According to the plaintiffs, the northern long-eared bat has lost 99 percent of its population in the Northeastern U.S. due to a fungal disease known as white-nose syndrome.
"White-Nose Syndrome has not yet been detected in Minnesota; however, the fungus that causes White-Nose Syndrome has been detected," they claim.
Gray wolves had a population of less than 500 in the Superior National Forest as recently as 2008, according to the lawsuit.
"Direct wolf mortality on the Superior National Forest may result from shooting, trapping, predator control, and vehicle collisions," the plaintiffs asserted.

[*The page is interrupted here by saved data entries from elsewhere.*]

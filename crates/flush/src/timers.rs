//! Cancellable timers
//!
//! Every delayed or periodic task is spawned through one [`Timers`] value so
//! a reload or shutdown can stop them all at once.

use std::future::Future;
use std::time::Duration;

use tokio::time::MissedTickBehavior;
use tokio_util::sync::CancellationToken;
use tokio_util::task::TaskTracker;

/// Delayed and repeating tasks sharing one cancellation token
#[derive(Debug, Clone, Default)]
pub struct Timers {
    cancel: CancellationToken,
    tracker: TaskTracker,
}

impl Timers {
    pub fn new() -> Self {
        Self::default()
    }

    /// Run `task` once after `after`, unless cancelled first
    pub fn delay<F>(&self, after: Duration, task: F)
    where
        F: Future<Output = ()> + Send + 'static,
    {
        let cancel = self.cancel.clone();
        self.tracker.spawn(async move {
            tokio::select! {
                _ = cancel.cancelled() => {}
                _ = tokio::time::sleep(after) => task.await,
            }
        });
    }

    /// Run `task` every `period`, first run one period from now
    ///
    /// A run that is in progress when the timers are cancelled completes;
    /// no further runs start.
    pub fn repeat<F, Fut>(&self, period: Duration, mut task: F)
    where
        F: FnMut() -> Fut + Send + 'static,
        Fut: Future<Output = ()> + Send + 'static,
    {
        let cancel = self.cancel.clone();
        self.tracker.spawn(async move {
            let start = tokio::time::Instant::now() + period;
            let mut ticker = tokio::time::interval_at(start, period);
            ticker.set_missed_tick_behavior(MissedTickBehavior::Delay);

            loop {
                tokio::select! {
                    _ = cancel.cancelled() => break,
                    _ = ticker.tick() => task().await,
                }
            }
        });
    }

    /// Stop every pending and future run
    pub fn cancel(&self) {
        self.cancel.cancel();
        self.tracker.close();
    }

    /// Wait for timer tasks to finish after [`Timers::cancel`]
    pub async fn wait(&self) {
        self.tracker.wait().await;
    }
}
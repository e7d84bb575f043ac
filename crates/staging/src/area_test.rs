//! Tests for the staging area

use std::collections::BTreeMap;
use std::sync::Arc;

use chq_store::StagedRow;
use tempfile::TempDir;

use super::*;

// =============================================================================
// Helpers
// =============================================================================

fn row(id: u64) -> CoercedRow {
    let mut values = BTreeMap::new();
    values.insert("id".to_string(), id.to_string());
    values.insert("name".to_string(), format!("'row-{id}'"));
    CoercedRow::new(values)
}

async fn area(dir: &TempDir) -> StagingArea {
    StagingArea::with_path(dir.path(), false).await.unwrap()
}

fn ids(contents: &str) -> Vec<String> {
    contents
        .lines()
        .filter_map(StagedRow::parse)
        .map(|r| r.tuple)
        .collect()
}

// =============================================================================
// Append
// =============================================================================

#[tokio::test]
async fn test_append_writes_one_line() {
    let dir = TempDir::new().unwrap();
    let area = area(&dir).await;

    let receipt = area.append("events", &row(1)).await.unwrap();
    assert!(receipt.fresh);
    assert_eq!(receipt.pending_bytes, receipt.bytes);

    let contents = std::fs::read_to_string(area.active_path("events")).unwrap();
    assert_eq!(contents, "[\"id\",\"name\"]\t(1,'row-1')\n");
    assert_eq!(receipt.bytes, contents.len() as u64);
}

#[tokio::test]
async fn test_pending_stats_track_active_file() {
    let dir = TempDir::new().unwrap();
    let area = area(&dir).await;

    assert!(area.first_pending("events").is_none());
    assert_eq!(area.pending_bytes("events"), 0);

    let first = area.append("events", &row(1)).await.unwrap();
    let second = area.append("events", &row(2)).await.unwrap();
    assert!(!second.fresh);
    assert_eq!(second.pending_bytes, first.bytes + second.bytes);
    assert_eq!(area.pending_bytes("events"), second.pending_bytes);
    assert!(area.first_pending("events").is_some());

    area.rotate("events").await.unwrap().unwrap();
    assert!(area.first_pending("events").is_none());
    assert_eq!(area.pending_bytes("events"), 0);
}

#[tokio::test(start_paused = true)]
async fn test_first_pending_is_first_append_after_rotation() {
    let dir = TempDir::new().unwrap();
    let area = area(&dir).await;

    area.append("events", &row(1)).await.unwrap();
    let first = area.first_pending("events").unwrap();

    tokio::time::advance(std::time::Duration::from_secs(5)).await;
    area.append("events", &row(2)).await.unwrap();
    assert_eq!(area.first_pending("events"), Some(first));

    area.rotate("events").await.unwrap();
    tokio::time::advance(std::time::Duration::from_secs(5)).await;
    area.append("events", &row(3)).await.unwrap();
    assert!(area.first_pending("events").unwrap() > first);
}

#[tokio::test]
async fn test_concurrent_appends_never_interleave() {
    let dir = TempDir::new().unwrap();
    let area = Arc::new(area(&dir).await);

    let mut handles = Vec::new();
    for id in 0..64 {
        let area = Arc::clone(&area);
        handles.push(tokio::spawn(async move { area.append("events", &row(id)).await }));
    }
    for handle in handles {
        handle.await.unwrap().unwrap();
    }

    let contents = std::fs::read_to_string(area.active_path("events")).unwrap();
    assert_eq!(contents.lines().count(), 64);
    assert_eq!(ids(&contents).len(), 64);
    assert_eq!(area.metrics().snapshot().rows_appended, 64);
}

#[tokio::test]
async fn test_invalid_destination_rejected() {
    let dir = TempDir::new().unwrap();
    let area = area(&dir).await;

    for name in ["../escape", "", "a.b", "with space"] {
        let err = area.append(name, &row(1)).await.unwrap_err();
        assert!(matches!(err, StagingError::InvalidDestination(_)), "{name}");
    }
}

#[tokio::test]
async fn test_closed_area_rejects_appends() {
    let dir = TempDir::new().unwrap();
    let area = area(&dir).await;
    area.append("events", &row(1)).await.unwrap();

    area.close();
    assert!(matches!(
        area.append("events", &row(2)).await,
        Err(StagingError::Closed)
    ));
    // rotation still works so in-flight data can drain
    assert!(area.rotate("events").await.unwrap().is_some());
}

#[tokio::test]
async fn test_torn_tail_is_fenced() {
    let dir = TempDir::new().unwrap();
    let area = area(&dir).await;
    std::fs::write(area.active_path("events"), "[\"id\"]\t(99").unwrap();

    area.append("events", &row(1)).await.unwrap();

    let contents = std::fs::read_to_string(area.active_path("events")).unwrap();
    assert_eq!(ids(&contents), ["(1,'row-1')"]);
    assert!(contents.starts_with("[\"id\"]\t(99\n"));
}

#[tokio::test]
async fn test_fsync_enabled_append() {
    let dir = TempDir::new().unwrap();
    let area = StagingArea::with_path(dir.path(), true).await.unwrap();
    area.append("events", &row(1)).await.unwrap();
    assert_eq!(area.metrics().snapshot().rows_appended, 1);
}

// =============================================================================
// Rotate
// =============================================================================

#[tokio::test]
async fn test_rotate_without_file() {
    let dir = TempDir::new().unwrap();
    let area = area(&dir).await;
    assert!(area.rotate("events").await.unwrap().is_none());
}

#[tokio::test]
async fn test_rotate_moves_exactly_pending_rows() {
    let dir = TempDir::new().unwrap();
    let area = area(&dir).await;

    area.append("events", &row(1)).await.unwrap();
    area.append("events", &row(2)).await.unwrap();
    let snapshot = area.rotate("events").await.unwrap().unwrap();

    assert_eq!(snapshot.destination(), "events");
    assert!(!snapshot.is_orphan());
    assert!(!area.active_path("events").exists());

    let receipt = area.append("events", &row(3)).await.unwrap();
    assert!(receipt.fresh);

    let rotated = snapshot.read().await.unwrap().unwrap();
    assert_eq!(ids(&rotated), ["(1,'row-1')", "(2,'row-2')"]);

    let active = std::fs::read_to_string(area.active_path("events")).unwrap();
    assert_eq!(ids(&active), ["(3,'row-3')"]);
}

#[tokio::test]
async fn test_rotate_picks_up_leftover_file() {
    let dir = TempDir::new().unwrap();
    {
        let area = area(&dir).await;
        area.append("events", &row(1)).await.unwrap();
    }

    // new process, no open handle
    let area = area(&dir).await;
    let snapshot = area.rotate("events").await.unwrap().unwrap();
    assert_eq!(ids(&snapshot.read().await.unwrap().unwrap()).len(), 1);
}

#[tokio::test]
async fn test_snapshot_replace_and_remove() {
    let dir = TempDir::new().unwrap();
    let area = area(&dir).await;
    area.append("events", &row(1)).await.unwrap();
    area.append("events", &row(2)).await.unwrap();
    let snapshot = area.rotate("events").await.unwrap().unwrap();

    snapshot.replace(&format!("{}\n", row(2).to_line())).await.unwrap();
    assert_eq!(ids(&snapshot.read().await.unwrap().unwrap()), ["(2,'row-2')"]);

    let path = snapshot.path().to_path_buf();
    snapshot.remove().await.unwrap();
    assert!(!path.exists());
    assert!(area.inventory().await.unwrap().is_empty());
}

#[tokio::test(flavor = "multi_thread", worker_threads = 4)]
async fn test_rotation_during_appends_keeps_every_row_once() {
    let dir = TempDir::new().unwrap();
    let area = Arc::new(area(&dir).await);
    let appending = Arc::new(AtomicBool::new(true));

    let rotator = {
        let area = Arc::clone(&area);
        let appending = Arc::clone(&appending);
        tokio::spawn(async move {
            let mut rotated = String::new();
            while appending.load(Ordering::SeqCst) {
                if let Some(snapshot) = area.rotate("events").await.unwrap() {
                    rotated.push_str(&snapshot.read().await.unwrap().unwrap());
                    snapshot.remove().await.unwrap();
                }
                tokio::task::yield_now().await;
            }
            rotated
        })
    };

    let mut writers = Vec::new();
    for writer in 0..8u64 {
        let area = Arc::clone(&area);
        writers.push(tokio::spawn(async move {
            for i in 0..50 {
                area.append("events", &row(writer * 1000 + i)).await.unwrap();
            }
        }));
    }
    for writer in writers {
        writer.await.unwrap();
    }
    appending.store(false, Ordering::SeqCst);

    let mut staged = rotator.await.unwrap();
    if let Some(snapshot) = area.rotate("events").await.unwrap() {
        staged.push_str(&snapshot.read().await.unwrap().unwrap());
    }

    // no split lines: every line parses
    assert_eq!(staged.lines().count(), 400);
    let mut rows = ids(&staged);
    assert_eq!(rows.len(), 400);

    rows.sort();
    rows.dedup();
    assert_eq!(rows.len(), 400);
    assert!(area.metrics().snapshot().rotations >= 1);
}

#[cfg(target_os = "linux")]
#[tokio::test(start_paused = true)]
async fn test_failed_write_keeps_destination_pending() {
    let dir = TempDir::new().unwrap();
    let area = area(&dir).await;
    // every write to /dev/full fails with ENOSPC
    std::os::unix::fs::symlink("/dev/full", area.active_path("events")).unwrap();

    assert!(area.append("events", &row(1)).await.is_err());
    let first = area.first_pending("events").unwrap();

    tokio::time::advance(std::time::Duration::from_secs(30)).await;
    assert!(area.append("events", &row(2)).await.is_err());
    assert_eq!(area.first_pending("events"), Some(first));
    assert_eq!(area.metrics().snapshot().append_errors, 2);
}

// =============================================================================
// Enumerate
// =============================================================================

#[tokio::test]
async fn test_list_pending_active_only() {
    let dir = TempDir::new().unwrap();
    let area = area(&dir).await;
    area.append("events", &row(1)).await.unwrap();
    area.append("users", &row(1)).await.unwrap();
    let _rotated = area.rotate("users").await.unwrap().unwrap();
    area.append("users", &row(2)).await.unwrap();

    let pending = area.list_pending(false).await.unwrap();
    assert_eq!(pending.destinations, ["events", "users"]);
    assert!(pending.orphans.is_empty());
}

#[tokio::test]
async fn test_orphans_skip_claimed_snapshots() {
    let dir = TempDir::new().unwrap();
    let area = area(&dir).await;

    area.append("events", &row(1)).await.unwrap();
    let in_flight = area.rotate("events").await.unwrap().unwrap();

    let pending = area.list_pending(true).await.unwrap();
    assert!(pending.orphans.is_empty());

    drop(in_flight);
    let pending = area.list_pending(true).await.unwrap();
    assert_eq!(pending.orphans.len(), 1);
    assert!(pending.orphans[0].is_orphan());
    assert_eq!(pending.orphans[0].destination(), "events");

    // held by the first listing
    assert!(area.list_pending(true).await.unwrap().orphans.is_empty());
}

#[tokio::test]
async fn test_inventory_ignores_foreign_files() {
    let dir = TempDir::new().unwrap();
    let area = area(&dir).await;
    std::fs::write(dir.path().join("notes.txt"), "x").unwrap();
    std::fs::write(dir.path().join("events.sql.abc.tmp"), "x").unwrap();
    std::fs::write(dir.path().join("bad name.sql"), "x").unwrap();
    std::fs::write(dir.path().join("events.sql.0123abcd"), "x\n").unwrap();
    area.append("events", &row(1)).await.unwrap();

    let files = area.inventory().await.unwrap();
    assert_eq!(files.len(), 2);
    assert_eq!(files[0].kind, PendingKind::Active);
    assert_eq!(files[1].kind, PendingKind::Snapshot);
    assert_eq!(files[1].bytes, 2);
    assert!(!files[1].claimed);
}

#[test]
fn test_classify() {
    assert_eq!(classify("events.sql"), Some(("events", PendingKind::Active)));
    assert_eq!(
        classify("events.sql.9f8e7d"),
        Some(("events", PendingKind::Snapshot))
    );
    assert_eq!(classify("events.sql.9f8e7d.tmp"), None);
    assert_eq!(classify("events.sql."), None);
    assert_eq!(classify(".sql"), None);
}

The Canada lynx is a mid-sized cat with large paws that allow it to hunt in the snow. Minnesota's WNBA franchise is called the Lynx.
"Common causes of mortality for lynx include starvation of kittens and trapping," the plaintiffs stated. "In addition, lynx in Minnesota have been killed by vehicle and train collisions."
The environmentalists are objecting to the an agency biological opinion that stated that the lynx and wolves will not be adversely affected by the forest plan activities.
"These activities include timber harvest, wildlife habitat management, road and trail construction and maintenance, construction and maintenance of recreational facilities, hazardous fuels reduction, and habitat improvement," they wrote.
The plaintiffs noted that the Forest Service responded to their notice to sue by asserting that it lacked authority over trapping and hunting in the forest.
The environmentalists disagreed.
"The Forest Service banned the hunting of gray wolves on the Superior National Forest in 1970, which was in effect until the species was designated as threatened under the ESA," they wrote.
The plaintiffs also stated that the Forest Service could help the threatened species through "effective road closures and environmental education efforts."
Attorneys William Snape, Marc Fink and Anchun Jean Su are representing the plaintiffs.
The U.S. Forest Service did not respond to a request for comment.